Пшеница и плевелы - страница 26
Будет день: упадет Третий Рим подобно Второму, ты же останешься вечно Первым Римом, Единственным и Последним. Ты камень: на тебе неодолимо пребывает святая Церковь; здесь соберутся во время оно верные овцы Христа; сюда созовет свое единое стадо единый Пастырь.
Да, к Риму ведут все дороги: воистину вечный город. Не давал он в обиду себя ни франку бесстыжему, ни австрияку лукавому, ни тебе, рыжий дьявол, коварный англичанин.
Комната в подгородном трактире. За стаканом пунша Владимир и Афродит; в соседнем зале песня цыганского хора.
Афродит внезапно обернулся и вскочил. Побрякивая шпорами и саблей, в расстегнутой венгерке вошел веселый, раскрасневшийся Мишель.
— Здравствуй, Володя. А я прохожу и слышу твой голос. Ба, и Афродит здесь. Ну что же, садись.
— Как можно, сударь: я свое место помню.
Мишель развалился на диване и громко зевнул.
— Афродит, трубку!
Владимир покраснел. Дрожащими пальцами Афродит набил трубку и бережно подал барину.
Выхватив из кармана сторублевую, Мишель зажег ее от свечи и начал раскуривать. Ассигнация быстро сгорела; он вынул другую.
— Как тебе не совестно, Мишель? Ведь это трудовые деньги твоих крестьян.
— Оставь нотации. Лучше спроси лимонаду и пей здоровье Натали Мартыновой.
Владимир вспыхнул, встал, пожал Афродиту руку и быстро вышел.
— Позвольте, сударь, я разожгу.
Потускневшие злые глаза поднялись, опустились, опять поднялись и вдруг засверкали. Мишель, вскочив, ударил Афродита в грудь.
— Откуда это у тебя? украл, признавайся!
И он вертел миниатюрную статуэтку оленя на оборванном шнурке.
От сильного толчка живописец упал на колени. Стискивая хищные зубы, Мишель занес широкую ладонь и вдруг отступил, шатаясь.
Античный лик сиял перед ним: тугими завитками струятся густые кудри; слезясь, дрожит лазурная, ясная глубь умоляющих очей.

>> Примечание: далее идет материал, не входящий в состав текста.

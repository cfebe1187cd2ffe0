use chrono::NaiveDate;
use serde::{Deserialize, Serialize};

use crate::models::domain::{ActorRole, DisclosureTier, PairKey, ScoredCandidate};

/// Response for the score endpoint
#[derive(Debug, Clone, Serialize, Deserialize)]
pub struct ScoreResponse {
    pub score: u8,
}

/// Response for the ranked-list endpoint
///
/// `unresolved` lists requested candidate ids the directory did not know,
/// so an absent entry is distinguishable from a low-scoring one.
#[derive(Debug, Clone, Serialize, Deserialize)]
pub struct RankedResponse {
    pub viewer: String,
    pub results: Vec<ScoredCandidate>,
    #[serde(default, skip_serializing_if = "Vec::is_empty")]
    pub unresolved: Vec<String>,
}

/// Outcome of a like request, surfaced to the caller
#[derive(Debug, Clone, Copy, PartialEq, Eq, Serialize, Deserialize)]
#[serde(rename_all = "snake_case")]
pub enum LikeStatus {
    Recorded,
    AlreadyLiked,
}

/// Match state observed by the caller in the same like response
#[derive(Debug, Clone, Copy, PartialEq, Eq, Serialize, Deserialize)]
#[serde(rename_all = "snake_case")]
pub enum MatchStatusView {
    NoMatch,
    MatchCreated,
    AlreadyMatched,
}

/// Response for the like endpoint
#[derive(Debug, Clone, Serialize, Deserialize)]
pub struct LikeResponse {
    pub status: LikeStatus,
    #[serde(rename = "matchStatus")]
    pub match_status: MatchStatusView,
    #[serde(rename = "pairKey", skip_serializing_if = "Option::is_none")]
    pub pair_key: Option<PairKey>,
}

/// Response for the unlike endpoint
#[derive(Debug, Clone, Serialize, Deserialize)]
pub struct UnlikeResponse {
    pub status: String,
}

/// Response for the unmatch endpoint
#[derive(Debug, Clone, Serialize, Deserialize)]
pub struct UnmatchResponse {
    pub status: String,
    #[serde(rename = "pairKey")]
    pub pair_key: PairKey,
}

/// Disclosure-filtered profile projection
///
/// Fields absent from the pair's visible set are omitted from the JSON
/// entirely rather than serialized as null.
#[derive(Debug, Clone, Serialize, Deserialize)]
pub struct ProfileView {
    #[serde(rename = "actorId")]
    pub actor_id: String,
    pub tier: DisclosureTier,
    #[serde(rename = "displayName", skip_serializing_if = "Option::is_none")]
    pub display_name: Option<String>,
    #[serde(skip_serializing_if = "Option::is_none")]
    pub role: Option<ActorRole>,
    #[serde(skip_serializing_if = "Option::is_none")]
    pub headline: Option<String>,
    #[serde(skip_serializing_if = "Option::is_none")]
    pub location: Option<String>,
    #[serde(rename = "skillTags", skip_serializing_if = "Option::is_none")]
    pub skill_tags: Option<Vec<String>>,
    #[serde(rename = "industryTags", skip_serializing_if = "Option::is_none")]
    pub industry_tags: Option<Vec<String>>,
    #[serde(rename = "availableFrom", skip_serializing_if = "Option::is_none")]
    pub available_from: Option<NaiveDate>,
    #[serde(rename = "visaTag", skip_serializing_if = "Option::is_none")]
    pub visa_tag: Option<String>,
    #[serde(rename = "exactAddress", skip_serializing_if = "Option::is_none")]
    pub exact_address: Option<String>,
    #[serde(skip_serializing_if = "Option::is_none")]
    pub phone: Option<String>,
    #[serde(skip_serializing_if = "Option::is_none")]
    pub email: Option<String>,
    #[serde(rename = "referenceContacts", skip_serializing_if = "Option::is_none")]
    pub reference_contacts: Option<Vec<String>>,
}

/// Health check response
#[derive(Debug, Clone, Serialize, Deserialize)]
pub struct HealthResponse {
    pub status: String,
    pub version: String,
    pub timestamp: chrono::DateTime<chrono::Utc>,
}

/// Error response
#[derive(Debug, Clone, Serialize, Deserialize)]
pub struct ErrorResponse {
    pub error: String,
    pub message: String,
    pub status_code: u16,
}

У крыльца почтовой станции двуместные, коврами крытые, сани; шестерик горячих жеребцов, перебирая ногами, ужимается, фыркает, косится; еле могут конюхи сдержать их. Государь с графом Орловым в шубах и шапках вышли на крыльцо, спустились по ступенькам, сели; медвежьей полостью укрыл им ноги камер-лакей. Ямщик стоя разобрал вожжи, сорвал шапку, перекрестился, крикнул: «ура!», толпа конюхов подхватила, расступаясь, и разом отпустила лошадей. Сани рванулись; в вихре морозной пыли все вмиг исчезло.

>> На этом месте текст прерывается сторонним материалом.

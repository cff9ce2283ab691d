/// Strategy for displaying version information.
#[derive(Debug, Clone, Copy)]
pub struct VersionStrategy;

impl super::CommandStrategy for VersionStrategy {
    type Input = ();

    async fn execute(&self, _input: Self::Input) -> anyhow::Result<()> {
        println!("onebrain {}", env!("CARGO_PKG_VERSION"));
        Ok(())
    }
}
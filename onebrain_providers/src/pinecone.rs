//! Serverless vector index client.
//!
//! Records live as one vector per project id; the structured fields are
//! flattened into vector metadata and the body is stored under the
//! `text` key, so a query match reconstructs the full record.

use async_trait::async_trait;
use onebrain_core::{
    Embedder, IndexField, MetadataFilter, ProjectFields, ProjectRecord, VectorIndex,
};
use reqwest::Client;
use serde_json::{Value, json};
use tracing::info;

/// Metadata key the record body is stored under.
const TEXT_KEY: &str = "text";

/// HTTP client for a Pinecone-style serverless index.
///
/// Embedding happens here, on every lookup and upsert; the resolver
/// core never sees a vector.
pub struct PineconeIndex<E> {
    client: Client,
    api_key: String,
    host: String,
    namespace: String,
    embedder: E,
}

impl<E> PineconeIndex<E> {
    pub fn new(api_key: String, host: String, embedder: E) -> Self {
        Self {
            client: Client::new(),
            api_key,
            host,
            namespace: String::new(),
            embedder,
        }
    }

    #[must_use]
    pub fn with_namespace(mut self, namespace: String) -> Self {
        self.namespace = namespace;
        self
    }
}

impl<E: Embedder> PineconeIndex<E> {
    async fn query(
        &self,
        vector: &[f32],
        filter: Option<&MetadataFilter>,
        k: usize,
    ) -> anyhow::Result<Vec<ProjectRecord>> {
        let mut request = json!({
            "vector": vector,
            "topK": k,
            "includeMetadata": true,
        });
        if !self.namespace.is_empty() {
            request["namespace"] = json!(self.namespace);
        }
        if let Some(filter) = filter {
            request["filter"] = filter_to_json(filter);
        }

        let response = self
            .client
            .post(format!("{}/query", self.host))
            .header("Api-Key", &self.api_key)
            .json(&request)
            .send()
            .await?
            .error_for_status()?
            .json::<Value>()
            .await?;

        let matches = response["matches"].as_array().cloned().unwrap_or_default();
        Ok(matches
            .iter()
            .filter_map(|m| m.get("metadata").map(metadata_to_record))
            .collect())
    }
}

#[async_trait]
impl<E: Embedder> VectorIndex for PineconeIndex<E> {
    async fn exact_lookup(
        &self,
        field: IndexField,
        value: &str,
    ) -> anyhow::Result<Option<ProjectRecord>> {
        // equality-filtered similarity search with an empty probe, k=1
        let filter = MetadataFilter::Eq(field, value.to_string());
        let vector = self.embedder.embed("").await?;
        let hits = self.query(&vector, Some(&filter), 1).await?;
        Ok(hits.into_iter().next())
    }

    async fn semantic_lookup(
        &self,
        text: &str,
        filter: Option<&MetadataFilter>,
        k: usize,
    ) -> anyhow::Result<Vec<ProjectRecord>> {
        let vector = self.embedder.embed(text).await?;
        self.query(&vector, filter, k).await
    }

    async fn upsert(&self, record: &ProjectRecord) -> anyhow::Result<()> {
        let id = record
            .fields
            .project_id
            .as_deref()
            .ok_or_else(|| anyhow::anyhow!("record has no project id to store under"))?;
        let vector = self.embedder.embed(&record.body).await?;

        let mut request = json!({
            "vectors": [{
                "id": id,
                "values": vector,
                "metadata": record_to_metadata(record),
            }],
        });
        if !self.namespace.is_empty() {
            request["namespace"] = json!(self.namespace);
        }

        self.client
            .post(format!("{}/vectors/upsert", self.host))
            .header("Api-Key", &self.api_key)
            .json(&request)
            .send()
            .await?
            .error_for_status()?;

        info!("Upserted record {id}");
        Ok(())
    }
}

/// Render a lookup filter in the index's JSON filter syntax.
fn filter_to_json(filter: &MetadataFilter) -> Value {
    match filter {
        MetadataFilter::Eq(field, value) => json!({ field.as_str(): { "$eq": value } }),
        MetadataFilter::In(field, values) => json!({ field.as_str(): { "$in": values } }),
    }
}

/// Rebuild a record from stored vector metadata.
fn metadata_to_record(meta: &Value) -> ProjectRecord {
    let text = |key: &str| meta.get(key).and_then(Value::as_str).map(str::to_string);
    let tags = meta
        .get("tags")
        .and_then(Value::as_array)
        .map(|values| {
            values
                .iter()
                .filter_map(Value::as_str)
                .map(str::to_string)
                .collect()
        })
        .unwrap_or_default();
    ProjectRecord {
        body: text(TEXT_KEY).unwrap_or_default(),
        fields: ProjectFields {
            project_id: text("project_id"),
            customer_id: text("customer_id"),
            project_name: text("project_name"),
            client_name: text("client_name"),
            developer_id: text("developer_id"),
            developer_name: text("developer_name"),
            health: text("health"),
            priority: text("priority"),
            due_date: text("due_date"),
            last_updated: text("last_updated"),
            tags,
        },
    }
}

/// Flatten a record into upsert metadata.
fn record_to_metadata(record: &ProjectRecord) -> Value {
    let mut meta = serde_json::Map::new();
    meta.insert(TEXT_KEY.to_string(), json!(record.body));
    let fields = &record.fields;
    let mut put = |key: &str, value: &Option<String>| {
        if let Some(value) = value {
            meta.insert(key.to_string(), json!(value));
        }
    };
    put("project_id", &fields.project_id);
    put("customer_id", &fields.customer_id);
    put("project_name", &fields.project_name);
    put("client_name", &fields.client_name);
    put("developer_id", &fields.developer_id);
    put("developer_name", &fields.developer_name);
    put("health", &fields.health);
    put("priority", &fields.priority);
    put("due_date", &fields.due_date);
    put("last_updated", &fields.last_updated);
    if !fields.tags.is_empty() {
        meta.insert("tags".to_string(), json!(fields.tags));
    }
    Value::Object(meta)
}
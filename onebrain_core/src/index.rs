use async_trait::async_trait;

use crate::record::ProjectRecord;

/// Structured metadata fields the index can filter on.
#[derive(Debug, Clone, Copy, PartialEq, Eq)]
pub enum IndexField {
    ProjectId,
    CustomerId,
    DeveloperId,
}

impl IndexField {
    /// The metadata key this field is stored under.
    #[must_use]
    pub const fn as_str(self) -> &'static str {
        match self {
            Self::ProjectId => "project_id",
            Self::CustomerId => "customer_id",
            Self::DeveloperId => "developer_id",
        }
    }
}

/// Equality constraint applied to a semantic lookup.
#[derive(Debug, Clone, PartialEq, Eq)]
pub enum MetadataFilter {
    /// Field equals the value exactly.
    Eq(IndexField, String),
    /// Field equals any of the values.
    In(IndexField, Vec<String>),
}

/// The hosted vector store, reduced to the three operations the
/// resolver core needs. Embedding happens behind this boundary.
#[async_trait]
pub trait VectorIndex: Send + Sync {
    /// Equality-filtered retrieval by a structured field (k = 1).
    async fn exact_lookup(
        &self,
        field: IndexField,
        value: &str,
    ) -> anyhow::Result<Option<ProjectRecord>>;

    /// Similarity-ranked retrieval over embedded text, optionally
    /// constrained by a metadata filter.
    async fn semantic_lookup(
        &self,
        text: &str,
        filter: Option<&MetadataFilter>,
        k: usize,
    ) -> anyhow::Result<Vec<ProjectRecord>>;

    /// Insert or replace the record stored under its project id.
    /// Last write wins; the body already carries the full history.
    async fn upsert(&self, record: &ProjectRecord) -> anyhow::Result<()>;
}
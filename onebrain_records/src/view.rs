//! Merged display view over a stored record.
//!
//! Structured fields win; body extraction fills the gaps; the
//! workspace's placeholder defaults cover whatever is left.

use onebrain_core::{ActivityEntry, ProjectRecord};

use crate::extract::FieldPatterns;

/// Display-ready values for one record.
#[derive(Debug, Clone)]
pub struct RecordView {
    pub project_id: String,
    pub project_name: String,
    pub client_name: String,
    pub developer_name: String,
    pub developer_id: String,
    pub customer_id: String,
    pub health: String,
    pub priority: String,
    pub due_date: String,
    pub details: String,
    pub activities: Vec<ActivityEntry>,
}

impl RecordView {
    #[must_use]
    pub fn from_record(record: &ProjectRecord, patterns: &FieldPatterns) -> Self {
        let fields = &record.fields;
        let body = &record.body;
        Self {
            project_id: resolved_id(record, patterns),
            project_name: fields
                .project_name
                .clone()
                .or_else(|| patterns.project_name(body))
                .unwrap_or_else(placeholder),
            client_name: fields
                .client_name
                .clone()
                .or_else(|| patterns.client(body))
                .unwrap_or_else(placeholder),
            developer_name: fields
                .developer_name
                .clone()
                .or_else(|| patterns.developer_name(body))
                .unwrap_or_else(|| "Unassigned".to_string()),
            developer_id: fields
                .developer_id
                .clone()
                .or_else(|| patterns.developer_id(body))
                .unwrap_or_else(placeholder),
            customer_id: fields
                .customer_id
                .clone()
                .or_else(|| patterns.customer_id(body))
                .unwrap_or_else(placeholder),
            health: fields
                .health
                .clone()
                .or_else(|| patterns.health(body))
                .unwrap_or_else(|| "Unknown".to_string()),
            priority: fields
                .priority
                .clone()
                .or_else(|| patterns.priority(body))
                .unwrap_or_else(placeholder),
            due_date: fields
                .due_date
                .clone()
                .or_else(|| patterns.due_date(body))
                .unwrap_or_else(|| "Not set".to_string()),
            details: patterns
                .details(body)
                .unwrap_or_else(|| "No details available".to_string()),
            activities: patterns.activities(body),
        }
    }
}

/// The identity a record resolves to: the structured project id, else
/// the id mined from the body, else a placeholder. Also the dedup key
/// for multi-result presentation.
#[must_use]
pub fn resolved_id(record: &ProjectRecord, patterns: &FieldPatterns) -> String {
    record
        .fields
        .project_id
        .clone()
        .or_else(|| patterns.project_id(&record.body))
        .unwrap_or_else(placeholder)
}

fn placeholder() -> String {
    "—".to_string()
}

Весь день несется Государь по снежной равнине, а серебристо-туманным, мутно-белесоватым далям все нет конца. Серое небо, обледенелые рощи, крикливые стаи ворон и галок, перелетающие дорогу вкривь и вкось; порой промелькнет село с занесенными избами, с колодцем, с колокольным звоном, и снова дорога и ничего, кроме ветра. Ветер свистит в ушах, режет щеки, колет глаза; умный ветер знает: самодержавным простором может повелевать только самодержавный монарх.

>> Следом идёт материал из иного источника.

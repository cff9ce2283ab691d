use serde::{Deserialize, Serialize};
use std::path::PathBuf;

#[derive(Debug, Deserialize, Serialize, Clone)]
pub struct Config {
    pub providers: ProvidersConfig,
    pub index: IndexConfig,
    #[serde(default)]
    pub models: ModelsConfig,
}

#[derive(Debug, Deserialize, Serialize, Clone)]
pub struct ProvidersConfig {
    pub openai: ProviderConfig,
}

#[derive(Debug, Deserialize, Serialize, Clone)]
pub struct ProviderConfig {
    pub api_key: String,
}

#[derive(Debug, Deserialize, Serialize, Clone)]
pub struct IndexConfig {
    pub api_key: String,
    /// Index endpoint, e.g. `https://workspace-v1-xxxx.svc.pinecone.io`
    pub host: String,
    #[serde(default)]
    pub namespace: String,
}

#[derive(Debug, Deserialize, Serialize, Clone)]
pub struct ModelsConfig {
    #[serde(default = "ModelsConfig::default_chat_model")]
    pub chat_model: String,
    #[serde(default = "ModelsConfig::default_embed_model")]
    pub embed_model: String,
}

impl Default for ModelsConfig {
    fn default() -> Self {
        Self {
            chat_model: Self::default_chat_model(),
            embed_model: Self::default_embed_model(),
        }
    }
}

impl ModelsConfig {
    fn default_chat_model() -> String {
        "gpt-4o-mini".to_string()
    }

    fn default_embed_model() -> String {
        "text-embedding-3-small".to_string()
    }
}

impl Config {
    pub fn load() -> anyhow::Result<Self> {
        let config_dir = dirs::home_dir()
            .ok_or_else(|| anyhow::anyhow!("Cannot find home directory"))?
            .join("onebrain");

        let config_path = config_dir.join("config.json");

        if !config_path.exists() {
            anyhow::bail!(
                "Config file not found at: {}. Please run 'onebrain init' to create config.",
                config_path.display()
            );
        }

        let content = std::fs::read_to_string(&config_path)?;
        let config: Self = serde_json::from_str(&content)?;

        Ok(config)
    }

    pub fn ensure_config_dir() -> anyhow::Result<PathBuf> {
        let config_dir = dirs::home_dir()
            .ok_or_else(|| anyhow::anyhow!("Cannot find home directory"))?
            .join("onebrain");

        std::fs::create_dir_all(&config_dir)?;
        Ok(config_dir)
    }

    pub fn create_config() -> anyhow::Result<()> {
        let config_dir = Self::ensure_config_dir()?;
        let config_path = config_dir.join("config.json");

        if config_path.exists() {
            anyhow::bail!(
                "Config file already exists at: {}. Please edit it directly.",
                config_path.display()
            );
        }

        let config_template = r#"{
  "providers": {
    "openai": {
      "api_key": "your-openai-api-key-here"
    }
  },
  "index": {
    "api_key": "your-index-api-key-here",
    "host": "https://your-index-host.svc.pinecone.io",
    "namespace": ""
  },
  "models": {
    "chat_model": "gpt-4o-mini",
    "embed_model": "text-embedding-3-small"
  }
}"#;

        std::fs::write(&config_path, config_template)?;

        println!("✅ Created config file at: {}", config_path.display());
        println!();
        println!("📝 Next steps:");
        println!("   1. Edit the config file and add your API keys and index host");
        println!("   2. Run 'onebrain ingest data.json' to load project records");
        println!("   3. Run 'onebrain query PRJ-001' to look one up");
        println!();
        Ok(())
    }
}
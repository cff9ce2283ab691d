//! Regex fallback extraction over unstructured record bodies.
//!
//! Structured metadata is authoritative; these patterns only recover a
//! value when the corresponding field is absent. Matching is
//! case-insensitive and matched regions may span lines (a field value
//! can wrap, a field declaration does not nest).

use onebrain_core::ActivityEntry;
use regex::{Regex, RegexBuilder};

/// Return the trimmed capture `group` of `pattern` in `text`, or the
/// caller-supplied `default` when there is no match.
///
/// Pure: the text is never mutated, and repeated application yields the
/// same result.
#[must_use]
pub fn extract(text: &str, pattern: &Regex, group: usize, default: &str) -> String {
    pattern
        .captures(text)
        .and_then(|caps| caps.get(group))
        .map_or_else(|| default.to_string(), |m| m.as_str().trim().to_string())
}

/// The per-field pattern table, compiled once at startup and passed by
/// reference into the components that need it.
#[derive(Debug)]
pub struct FieldPatterns {
    project_id: Regex,
    project_name: Regex,
    client: Regex,
    developer_name: Regex,
    developer_id: Regex,
    customer_id: Regex,
    health: Regex,
    priority: Regex,
    due_date: Regex,
    details: Regex,
    activity_marker: Regex,
}

fn field_regex(pattern: &str) -> Result<Regex, regex::Error> {
    RegexBuilder::new(pattern)
        .case_insensitive(true)
        .dot_matches_new_line(true)
        .build()
}

impl FieldPatterns {
    pub fn new() -> Result<Self, regex::Error> {
        Ok(Self {
            project_id: field_regex(r"Project ID:\s*(\S+)")?,
            project_name: field_regex(r"Project Name:\s*(.+?)(?:\n|$)")?,
            client: field_regex(r"Client:\s*(.+?)(?:\n|$)")?,
            developer_name: field_regex(r"Developer:\s*(.+?)\s*\(")?,
            developer_id: field_regex(r"\((DEV-\d+)\)")?,
            customer_id: field_regex(r"Customer ID:\s*(\S+)")?,
            health: field_regex(r"Health:\s*(.+?)(?:\n|$)")?,
            priority: field_regex(r"Priority:\s*(\w+)")?,
            due_date: field_regex(r"Due Date:\s*([\d-]+)")?,
            // The value runs until the next capitalized line start. The
            // terminator is consumed rather than looked ahead at, which
            // leaves the captured group unchanged; case folding is
            // disabled for the terminator so lowercase wrapped lines
            // stay part of the value.
            details: field_regex(r"Details:\s*(.+?)(?:\n(?-i:[A-Z])|\z)")?,
            activity_marker: field_regex(r"───── Activity ([\d\- :]+) ─────")?,
        })
    }

    #[must_use]
    pub fn project_id(&self, text: &str) -> Option<String> {
        capture(&self.project_id, text)
    }

    #[must_use]
    pub fn project_name(&self, text: &str) -> Option<String> {
        capture(&self.project_name, text)
    }

    #[must_use]
    pub fn client(&self, text: &str) -> Option<String> {
        capture(&self.client, text)
    }

    #[must_use]
    pub fn developer_name(&self, text: &str) -> Option<String> {
        capture(&self.developer_name, text)
    }

    #[must_use]
    pub fn developer_id(&self, text: &str) -> Option<String> {
        capture(&self.developer_id, text)
    }

    #[must_use]
    pub fn customer_id(&self, text: &str) -> Option<String> {
        capture(&self.customer_id, text)
    }

    #[must_use]
    pub fn health(&self, text: &str) -> Option<String> {
        capture(&self.health, text)
    }

    #[must_use]
    pub fn priority(&self, text: &str) -> Option<String> {
        capture(&self.priority, text)
    }

    #[must_use]
    pub fn due_date(&self, text: &str) -> Option<String> {
        capture(&self.due_date, text)
    }

    #[must_use]
    pub fn details(&self, text: &str) -> Option<String> {
        capture(&self.details, text)
    }

    /// Parse the ordered activity log embedded in a record body.
    ///
    /// Each block runs from its marker line to the next marker or the
    /// end of text.
    #[must_use]
    pub fn activities(&self, text: &str) -> Vec<ActivityEntry> {
        let markers: Vec<(usize, usize, String)> = self
            .activity_marker
            .captures_iter(text)
            .filter_map(|caps| {
                let whole = caps.get(0)?;
                let stamp = caps.get(1)?;
                Some((whole.start(), whole.end(), stamp.as_str().trim().to_string()))
            })
            .collect();

        markers
            .iter()
            .enumerate()
            .map(|(i, (_, end, timestamp))| {
                let block_end = markers.get(i + 1).map_or(text.len(), |next| next.0);
                ActivityEntry {
                    timestamp: timestamp.clone(),
                    text: text[*end..block_end].trim().to_string(),
                }
            })
            .collect()
    }
}

fn capture(pattern: &Regex, text: &str) -> Option<String> {
    pattern
        .captures(text)
        .and_then(|caps| caps.get(1))
        .map(|m| m.as_str().trim().to_string())
}

#[cfg(test)]
mod tests {
    use super::*;

    #[expect(clippy::expect_used, reason = "Test failure should panic with context")]
    fn patterns() -> FieldPatterns {
        FieldPatterns::new().expect("field patterns should compile")
    }

    const BODY: &str = "Project ID: PRJ-007\n\
        Customer ID: CI004\n\
        Client: Northwind\n\
        Project Name: Vortex Migration\n\
        Details: Move the legacy pipeline\nonto the new runtime\n\
        Status & Health: 🟢 On track\n\
        Priority: High\n\
        Due Date: 2026-09-15\n\
        Assigned Developer: Liam Chen (DEV-003)\n\
        Last Interaction: Kickoff call\n\
        Last Updated: 2026-08-01T09:00:00+00:00";

    #[test]
    fn recovers_every_field_from_an_ingested_body() {
        let p = patterns();
        assert_eq!(p.project_id(BODY).as_deref(), Some("PRJ-007"));
        assert_eq!(p.customer_id(BODY).as_deref(), Some("CI004"));
        assert_eq!(p.client(BODY).as_deref(), Some("Northwind"));
        assert_eq!(p.project_name(BODY).as_deref(), Some("Vortex Migration"));
        assert_eq!(p.developer_name(BODY).as_deref(), Some("Liam Chen"));
        assert_eq!(p.developer_id(BODY).as_deref(), Some("DEV-003"));
        assert_eq!(p.health(BODY).as_deref(), Some("🟢 On track"));
        assert_eq!(p.priority(BODY).as_deref(), Some("High"));
        assert_eq!(p.due_date(BODY).as_deref(), Some("2026-09-15"));
    }

    #[test]
    fn details_may_wrap_across_lines() {
        let p = patterns();
        assert_eq!(
            p.details(BODY).as_deref(),
            Some("Move the legacy pipeline\nonto the new runtime")
        );
    }

    #[test]
    fn extraction_is_case_insensitive() {
        let p = patterns();
        let body = "project id: prj-001\nproject name: Quiet One";
        assert_eq!(p.project_id(body).as_deref(), Some("prj-001"));
        assert_eq!(p.project_name(body).as_deref(), Some("Quiet One"));
    }

    #[test]
    fn missing_field_falls_back_to_default() {
        let p = patterns();
        let got = extract("no ids here", &p.project_id, 1, "—");
        assert_eq!(got, "—");
    }

    #[test]
    fn extract_is_idempotent() {
        let p = patterns();
        let first = extract(BODY, &p.client, 1, "—");
        let second = extract(BODY, &p.client, 1, "—");
        assert_eq!(first, second);
        assert_eq!(first, "Northwind");
    }

    #[test]
    fn activities_parse_in_append_order() {
        let p = patterns();
        let body = format!(
            "{BODY}\n\n───── Activity 2026-08-02 14:30 ─────\nClient asked for dark mode\n\n───── Activity 2026-08-03 09:05 ─────\nShipped the toggle"
        );
        let entries = p.activities(&body);
        assert_eq!(entries.len(), 2);
        assert_eq!(entries[0].timestamp, "2026-08-02 14:30");
        assert_eq!(entries[0].text, "Client asked for dark mode");
        assert_eq!(entries[1].timestamp, "2026-08-03 09:05");
        assert_eq!(entries[1].text, "Shipped the toggle");
    }

    #[test]
    fn body_without_markers_has_no_activities() {
        let p = patterns();
        assert!(p.activities(BODY).is_empty());
    }
}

Темнеет. На краю необозримой голубоватой равнины вспыхнула красная звездочка: близко ночлег.
Камер-лакей внес в станционную избу складную кровать, взбил подушки, поставил на стол дорожную флягу, стаканчик, ломоть черного хлеба с солью. После короткой беседы легли. Государь на кровати, Орлов на диване. Поднявшийся месяц, заглядывая в оконце, долго любуется прекрасным, строгим лицом с величавыми чертами, с опущенными веками.
Утром, пока запрягали, Государь положил резолюцию на деле рязанского мещанина Леонтьева, плюнувшего в кабаке на царский портрет: «Дело прекратить, портретов моих в кабаках не вешать, а виновному объявить, что и я на него плюю».
Его Величество Государь Император Высочайше повелеть соизволил: обер-прокурору Святейшего Синода графу Н. А. Протасову и министру народного просвещения С. С. Уварову рассмотреть на особом совещании под председательством министра финансов графа Е. Ф. Канкрина проект американских капиталистов о проведении в Российской Империи железных дорог.